My interest in the compound is ethically suspect. Compounds in general are suspect. I’m intentionally using the word compound to evoke “family compound”, because it isn’t an open “cooperative”, not an aspirational “commune”. The compound resident wants to cultivate interdependence with the Us while withdrawing and becoming independent from the Them. This is a repudiation of the need to work to bring the Them into the Us (and when necessary to bludgeon the Them into realizing our Us is part of their Us whether they like it or not).

And yet.

And yet somehow it’s easier to imagine that life would work better within Dunbar’s number, isn’t it?
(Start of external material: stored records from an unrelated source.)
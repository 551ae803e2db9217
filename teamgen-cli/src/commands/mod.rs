//! Command handler modules for the CLI.

mod add;
mod completions;
mod config;
mod delete;
mod divide;
mod edit;
mod list;
mod pick;
mod remove;
mod search;
mod session;

use std::path::Path;

use crate::cli::{Commands, ConfigCommands};
use crate::error::CliError;

/// Dispatch a CLI command to the appropriate handler.
pub fn dispatch(config_path: Option<&Path>, quiet: bool, command: Commands) -> Result<(), CliError> {
    match command {
        Commands::Login { name } => session::cmd_login(config_path, quiet, &name),
        Commands::Logout => session::cmd_logout(config_path, quiet),
        Commands::Whoami => session::cmd_whoami(config_path),
        Commands::Add {
            name,
            category,
            save,
        } => add::cmd_add(config_path, quiet, &name, category, save),
        Commands::Pick { name } => pick::cmd_pick(config_path, quiet, &name),
        Commands::Remove { player } => remove::cmd_remove(config_path, quiet, &player),
        Commands::Edit {
            player,
            name,
            category,
        } => edit::cmd_edit(config_path, quiet, &player, name.as_deref(), category),
        Commands::Delete { player } => delete::cmd_delete(config_path, quiet, &player),
        Commands::Clear => remove::cmd_clear(config_path, quiet),
        Commands::List { format } => list::cmd_list(config_path, format),
        Commands::Search {
            query,
            category,
            format,
        } => search::cmd_search(config_path, query.as_deref(), category, format),
        Commands::Divide {
            captains,
            seed,
            no_animate,
            export,
            export_format,
        } => divide::cmd_divide(
            config_path,
            divide::DivideParams {
                captains: &captains,
                seed,
                animate: !no_animate && !quiet,
                quiet,
                export: export.as_deref(),
                export_format,
            },
        ),
        Commands::Config(ConfigCommands::Show) => config::cmd_config_show(config_path),
        Commands::Config(ConfigCommands::Init { force }) => {
            config::cmd_config_init(config_path, quiet, force)
        }
        Commands::Completions { shell } => completions::cmd_completions(shell),
    }
}
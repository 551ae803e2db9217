//! Property-based tests

mod balance_tests;
mod export_tests;
mod reveal_tests;
mod roster_tests;
mod search_tests;
mod tracing_tests;
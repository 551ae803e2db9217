//! Staggered reveal state machine

use std::collections::VecDeque;
use std::time::Duration;

use serde::{Deserialize, Serialize};

use crate::error::RevealError;
use crate::models::{Player, TeamAssignment, TeamSide};

use super::scheduler::{Scheduler, TimerEvent, TimerKind, VirtualScheduler};

/// Default delay between two reveal steps in milliseconds
pub const DEFAULT_TICK_INTERVAL_MS: u64 = 300;

/// Default delay between the last reveal and completion in milliseconds
pub const DEFAULT_SETTLE_DELAY_MS: u64 = 500;

/// Reveal cadence
#[derive(Debug, Clone, Copy, PartialEq, Eq)]
pub struct RevealTiming {
    /// Delay between reveal steps
    pub tick_interval: Duration,
    /// Delay after the last step before completion is signaled
    pub settle_delay: Duration,
}

impl Default for RevealTiming {
    fn default() -> Self {
        Self {
            tick_interval: Duration::from_millis(DEFAULT_TICK_INTERVAL_MS),
            settle_delay: Duration::from_millis(DEFAULT_SETTLE_DELAY_MS),
        }
    }
}

impl RevealTiming {
    /// Creates a timing from millisecond values
    #[must_use]
    pub const fn from_millis(tick_interval_ms: u64, settle_delay_ms: u64) -> Self {
        Self {
            tick_interval: Duration::from_millis(tick_interval_ms),
            settle_delay: Duration::from_millis(settle_delay_ms),
        }
    }

    /// Timing that reveals everything without waiting
    #[must_use]
    pub const fn instant() -> Self {
        Self::from_millis(0, 0)
    }
}

/// Lifecycle state of a reveal
#[derive(Debug, Clone, Copy, PartialEq, Eq, Default, Serialize, Deserialize)]
#[serde(rename_all = "snake_case")]
pub enum RevealState {
    /// Nothing in progress
    #[default]
    Idle,
    /// Players are being revealed
    Running,
    /// Every player is revealed and completion has been signaled
    Complete,
}

/// Revealed and pending players of both teams at one instant.
///
/// For each team `revealed ++ pending` equals the final roster.
#[derive(Debug, Clone, Default, PartialEq, Eq, Serialize, Deserialize)]
#[serde(rename_all = "camelCase")]
pub struct RevealSnapshot {
    /// Players of team A shown so far
    pub revealed_a: Vec<Player>,
    /// Players of team B shown so far
    pub revealed_b: Vec<Player>,
    /// Players of team A still hidden
    pub pending_a: Vec<Player>,
    /// Players of team B still hidden
    pub pending_b: Vec<Player>,
}

impl RevealSnapshot {
    /// Revealed players of one side
    #[must_use]
    pub fn revealed(&self, side: TeamSide) -> &[Player] {
        match side {
            TeamSide::A => &self.revealed_a,
            TeamSide::B => &self.revealed_b,
        }
    }

    /// Pending players of one side
    #[must_use]
    pub fn pending(&self, side: TeamSide) -> &[Player] {
        match side {
            TeamSide::A => &self.pending_a,
            TeamSide::B => &self.pending_b,
        }
    }

    /// `(revealed, total)` for one side
    #[must_use]
    pub fn progress(&self, side: TeamSide) -> (usize, usize) {
        let revealed = self.revealed(side).len();
        (revealed, revealed + self.pending(side).len())
    }

    /// Returns true once both pending lists are empty
    #[must_use]
    pub fn is_drained(&self) -> bool {
        self.pending_a.is_empty() && self.pending_b.is_empty()
    }
}

/// Output of a fired timer
#[derive(Debug, Clone, PartialEq, Eq)]
pub enum RevealUpdate {
    /// One reveal step happened
    Progress(RevealSnapshot),
    /// The reveal finished; carries the final teams
    Complete(TeamAssignment),
}

#[derive(Debug, Default)]
struct TeamReveal {
    revealed: Vec<Player>,
    pending: VecDeque<Player>,
}

impl TeamReveal {
    fn new(team: &[Player]) -> Self {
        Self {
            revealed: Vec::with_capacity(team.len()),
            pending: team.iter().cloned().collect(),
        }
    }

    fn step(&mut self) {
        if let Some(next) = self.pending.pop_front() {
            self.revealed.push(next);
        }
    }
}

/// Reveals two teams one player per team per tick.
///
/// ```text
/// Idle --start--> Running --last tick + settle--> Complete
///   ^                |                               |
///   +-----cancel-----+-------------cancel------------+
/// ```
#[derive(Debug)]
pub struct RevealSequencer<S: Scheduler> {
    scheduler: S,
    timing: RevealTiming,
    state: RevealState,
    generation: u64,
    team_a: TeamReveal,
    team_b: TeamReveal,
    settle_armed: bool,
}

impl<S: Scheduler> RevealSequencer<S> {
    /// Creates an idle sequencer
    #[must_use]
    pub fn new(scheduler: S, timing: RevealTiming) -> Self {
        Self {
            scheduler,
            timing,
            state: RevealState::Idle,
            generation: 0,
            team_a: TeamReveal::default(),
            team_b: TeamReveal::default(),
            settle_armed: false,
        }
    }

    /// Starts revealing the given teams.
    ///
    /// # Errors
    ///
    /// Returns [`RevealError::AlreadyRunning`] while a reveal is in progress
    /// and [`RevealError::NotReset`] after completion until [`cancel`] is
    /// called. State is unchanged on error.
    ///
    /// [`cancel`]: Self::cancel
    pub fn start(&mut self, teams: &TeamAssignment) -> Result<(), RevealError> {
        match self.state {
            RevealState::Running => return Err(RevealError::AlreadyRunning),
            RevealState::Complete => return Err(RevealError::NotReset),
            RevealState::Idle => {}
        }

        self.generation += 1;
        self.team_a = TeamReveal::new(&teams.team_a);
        self.team_b = TeamReveal::new(&teams.team_b);
        self.settle_armed = false;
        self.state = RevealState::Running;

        tracing::debug!(
            generation = self.generation,
            team_a = teams.team_a.len(),
            team_b = teams.team_b.len(),
            "Reveal started"
        );

        if self.is_drained() {
            self.arm(TimerKind::Settle);
        } else {
            self.arm(TimerKind::Tick);
        }
        Ok(())
    }

    /// Stops the reveal and discards all state.
    ///
    /// Every armed timer is cancelled and no completion is signaled. A no-op
    /// when idle.
    pub fn cancel(&mut self) {
        if self.state == RevealState::Idle {
            return;
        }
        self.scheduler.cancel_all();
        // Bump so that any event already in flight is recognized as stale
        self.generation += 1;
        self.team_a = TeamReveal::default();
        self.team_b = TeamReveal::default();
        self.settle_armed = false;
        self.state = RevealState::Idle;
        tracing::debug!("Reveal cancelled");
    }

    /// Handles a fired timer.
    ///
    /// Returns `None` for stale events from a cancelled or finished run.
    pub fn fire(&mut self, event: TimerEvent) -> Option<RevealUpdate> {
        if event.generation != self.generation || self.state != RevealState::Running {
            tracing::trace!(generation = event.generation, "Ignoring stale timer");
            return None;
        }

        match event.kind {
            TimerKind::Tick => {
                self.team_a.step();
                self.team_b.step();
                if self.is_drained() {
                    self.arm(TimerKind::Settle);
                } else {
                    self.arm(TimerKind::Tick);
                }
                Some(RevealUpdate::Progress(self.snapshot()))
            }
            TimerKind::Settle => {
                self.state = RevealState::Complete;
                tracing::debug!(generation = self.generation, "Reveal complete");
                Some(RevealUpdate::Complete(TeamAssignment::new(
                    self.team_a.revealed.clone(),
                    self.team_b.revealed.clone(),
                )))
            }
        }
    }

    /// Current lifecycle state
    #[must_use]
    pub const fn state(&self) -> RevealState {
        self.state
    }

    /// Current revealed and pending players
    #[must_use]
    pub fn snapshot(&self) -> RevealSnapshot {
        RevealSnapshot {
            revealed_a: self.team_a.revealed.clone(),
            revealed_b: self.team_b.revealed.clone(),
            pending_a: self.team_a.pending.iter().cloned().collect(),
            pending_b: self.team_b.pending.iter().cloned().collect(),
        }
    }

    /// Reveal cadence
    #[must_use]
    pub const fn timing(&self) -> RevealTiming {
        self.timing
    }

    /// Scheduler owned by this sequencer
    #[must_use]
    pub const fn scheduler(&self) -> &S {
        &self.scheduler
    }

    fn is_drained(&self) -> bool {
        self.team_a.pending.is_empty() && self.team_b.pending.is_empty()
    }

    fn arm(&mut self, kind: TimerKind) {
        let delay = match kind {
            TimerKind::Tick => self.timing.tick_interval,
            TimerKind::Settle => {
                if self.settle_armed {
                    return;
                }
                self.settle_armed = true;
                self.timing.settle_delay
            }
        };
        self.scheduler.schedule(
            delay,
            TimerEvent {
                generation: self.generation,
                kind,
            },
        );
    }
}

impl RevealSequencer<VirtualScheduler> {
    /// Sequencer on a synthetic clock
    #[must_use]
    pub fn virtual_clock(timing: RevealTiming) -> Self {
        Self::new(VirtualScheduler::new(), timing)
    }

    /// Advances the synthetic clock, firing every timer that falls due.
    ///
    /// Timers armed by fired timers are honored within the same call if they
    /// fall inside the window.
    pub fn advance(&mut self, by: Duration) -> Vec<RevealUpdate> {
        let until = self.scheduler.now() + by;
        let mut updates = Vec::new();
        while let Some(event) = self.scheduler.pop_due(until) {
            if let Some(update) = self.fire(event) {
                updates.push(update);
            }
        }
        self.scheduler.set_now(until);
        updates
    }

    /// Runs the reveal to completion and returns every update in order
    pub fn run_to_completion(&mut self) -> Vec<RevealUpdate> {
        let mut updates = Vec::new();
        while let Some(deadline) = self.scheduler.next_deadline() {
            let by = deadline.saturating_sub(self.scheduler.now());
            updates.extend(self.advance(by));
        }
        updates
    }
}
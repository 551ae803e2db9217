//! Team assignment types

use std::fmt;

use serde::{Deserialize, Serialize};

use crate::error::{BalanceError, BalanceResult};

use super::{Player, PlayerId, Roster};

/// Which of the two teams a player is on
#[derive(Debug, Clone, Copy, PartialEq, Eq, Hash, Serialize, Deserialize)]
pub enum TeamSide {
    /// The first team
    A,
    /// The second team
    B,
}

impl TeamSide {
    /// Both sides, A first
    pub const BOTH: [Self; 2] = [Self::A, Self::B];

    /// Display name of the team
    #[must_use]
    pub const fn title(self) -> &'static str {
        match self {
            Self::A => "Team A",
            Self::B => "Team B",
        }
    }

    /// The opposing side
    #[must_use]
    pub const fn opponent(self) -> Self {
        match self {
            Self::A => Self::B,
            Self::B => Self::A,
        }
    }
}

impl fmt::Display for TeamSide {
    fn fmt(&self, f: &mut fmt::Formatter<'_>) -> fmt::Result {
        f.write_str(self.title())
    }
}

/// Two distinct players chosen to anchor opposite teams.
///
/// The first captain seeds team A, the second seeds team B.
#[derive(Debug, Clone, Copy, PartialEq, Eq)]
pub struct CaptainPair {
    first: PlayerId,
    second: PlayerId,
}

impl CaptainPair {
    /// Creates a captain pair from two ids.
    ///
    /// # Errors
    ///
    /// Returns [`BalanceError::InvalidCaptainSelection`] if both ids are the
    /// same player.
    pub fn new(first: PlayerId, second: PlayerId) -> BalanceResult<Self> {
        if first == second {
            return Err(BalanceError::InvalidCaptainSelection(
                "the two captains must be different players".to_string(),
            ));
        }
        Ok(Self { first, second })
    }

    /// Creates a captain pair from a selection list.
    ///
    /// # Errors
    ///
    /// Returns [`BalanceError::InvalidCaptainSelection`] unless the list holds
    /// exactly two distinct ids.
    pub fn from_ids(ids: &[PlayerId]) -> BalanceResult<Self> {
        match ids {
            [first, second] => Self::new(*first, *second),
            _ => Err(BalanceError::InvalidCaptainSelection(format!(
                "please select exactly 2 captains (got {})",
                ids.len()
            ))),
        }
    }

    /// Checks that both captains belong to the roster.
    ///
    /// # Errors
    ///
    /// Returns [`BalanceError::InvalidCaptainSelection`] naming the first
    /// captain that is not in the roster.
    pub fn validate(&self, roster: &Roster) -> BalanceResult<()> {
        for id in [self.first, self.second] {
            if !roster.contains(id) {
                return Err(BalanceError::InvalidCaptainSelection(format!(
                    "captain {id} is not in the roster"
                )));
            }
        }
        Ok(())
    }

    /// Captain seeding team A
    #[must_use]
    pub const fn first(&self) -> PlayerId {
        self.first
    }

    /// Captain seeding team B
    #[must_use]
    pub const fn second(&self) -> PlayerId {
        self.second
    }

    /// Returns true if `id` is one of the captains
    #[must_use]
    pub fn contains(&self, id: PlayerId) -> bool {
        self.first == id || self.second == id
    }
}

/// Result of dividing a roster into two teams
#[derive(Debug, Clone, Default, PartialEq, Eq, Serialize, Deserialize)]
#[serde(rename_all = "camelCase")]
pub struct TeamAssignment {
    /// Players on team A, in assignment order
    pub team_a: Vec<Player>,
    /// Players on team B, in assignment order
    pub team_b: Vec<Player>,
}

impl TeamAssignment {
    /// Creates an assignment from two team lists
    #[must_use]
    pub fn new(team_a: Vec<Player>, team_b: Vec<Player>) -> Self {
        Self { team_a, team_b }
    }

    /// Players on the given side
    #[must_use]
    pub fn team(&self, side: TeamSide) -> &[Player] {
        match side {
            TeamSide::A => &self.team_a,
            TeamSide::B => &self.team_b,
        }
    }

    /// Total number of assigned players
    #[must_use]
    pub fn total_len(&self) -> usize {
        self.team_a.len() + self.team_b.len()
    }

    /// Absolute difference between the team sizes
    #[must_use]
    pub fn size_difference(&self) -> usize {
        self.team_a.len().abs_diff(self.team_b.len())
    }

    /// Side the player was assigned to, if any
    #[must_use]
    pub fn side_of(&self, id: PlayerId) -> Option<TeamSide> {
        if self.team_a.iter().any(|p| p.id == id) {
            Some(TeamSide::A)
        } else if self.team_b.iter().any(|p| p.id == id) {
            Some(TeamSide::B)
        } else {
            None
        }
    }

    /// Returns true if the player is on either team
    #[must_use]
    pub fn contains(&self, id: PlayerId) -> bool {
        self.side_of(id).is_some()
    }

    /// Returns true if both teams are empty
    #[must_use]
    pub fn is_empty(&self) -> bool {
        self.team_a.is_empty() && self.team_b.is_empty()
    }
}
Whether that’s true or not – I’m certainly dependent enough on e.g. the pharmaceutical industry to laugh at Full Anprim – there is something we are not doing well in contemporary post-industrial American society, and maybe monastery towns were a good model for… something.

Duwamish Cohousing

This seems like a cool way of having things organized even absent any withdrawal from society or radical economic arrangement. I live in a condo building where there are cool shared amenities, but every single unit also has a full kitchen, laundry machines, etc. etc. so I only really see my neighbors on the roof or in the elevators. While I have no regrets about this in the age of COVID, it doesn’t seem efficient or desirable broadly. How have amenities been shared throughout the history of urban life?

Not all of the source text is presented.